私に一年後が来ないことを告げたのは先生じゃないか。
私は、生まれてからずっと病気と戦っていつ死ぬかもわからない恐怖に怯えてそんな生活から抜け出したかった。
そんなとき、私の体はもう一年ももたないことを知った。
私はやっと解放された。
そう思ったのに、どうして先生がそんなこと言うの。私が考えを巡らせていると先生が口を開いた。
「今流行りの終活やってみたらどうかなって。
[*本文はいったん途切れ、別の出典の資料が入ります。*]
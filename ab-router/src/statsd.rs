use crate::settings::MetricsConfig;
use metrics_exporter_statsd::StatsdBuilder;
use shared::metrics_defs::describe_all;
use splitter::metrics_defs::ALL_METRICS;

const METRICS_PREFIX: &str = "ab_router";

#[derive(thiserror::Error, Debug)]
pub enum MetricsError {
    #[error("could not build statsd recorder: {0}")]
    Build(#[from] metrics_exporter_statsd::StatsdError),
    #[error("could not install metrics recorder: {0}")]
    Install(String),
}

/// Sends every metric emitted by the router to statsd.
pub fn install_statsd(config: &MetricsConfig) -> Result<(), MetricsError> {
    let recorder = StatsdBuilder::from(config.statsd_host.clone(), config.statsd_port)
        .build(Some(METRICS_PREFIX))?;
    metrics::set_global_recorder(recorder).map_err(|e| MetricsError::Install(e.to_string()))?;
    describe_all(ALL_METRICS);

    tracing::info!(
        host = %config.statsd_host,
        port = config.statsd_port,
        "Statsd metrics enabled"
    );
    Ok(())
}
はい、これ!」
私の好きな色の大人っぽいノート。
最初は無理なお願い書いて先生を困らせよう始めた。病院からは出れなかったけど食べたいもの、欲しいもの何でも書いた。交換日記もした。先生は忙しいはずなのにいつも時間を作ってくれた。
そんな生活をしてたら半年が過ぎようとしていた。
私の心には「死にたくない。もっと色んなことしたい」ずっと押し込めていた気持ちがあふれでてきていた。
「生きたい」そんな気持ちは初めて発作を起こした日に捨てた。それなのに、、、。私は終活を止めた。これ以上は駄目だ。死ぬことが怖くなってしまう。
余命を告げられたのは桜が咲く春。もう蕾がなっている。
もうすぐ一年だ。せめて桜が咲くのを見たかったな。もう私は駄目だよ。そのまま私は眠るように同じ病気で死んだお母さんのところへ行った。
「先生は私が死んだ後終活のノートを見ただろうか」
そこに先生の最初の質問の答えをかいたんだ。
もう私は確かめられないけどね。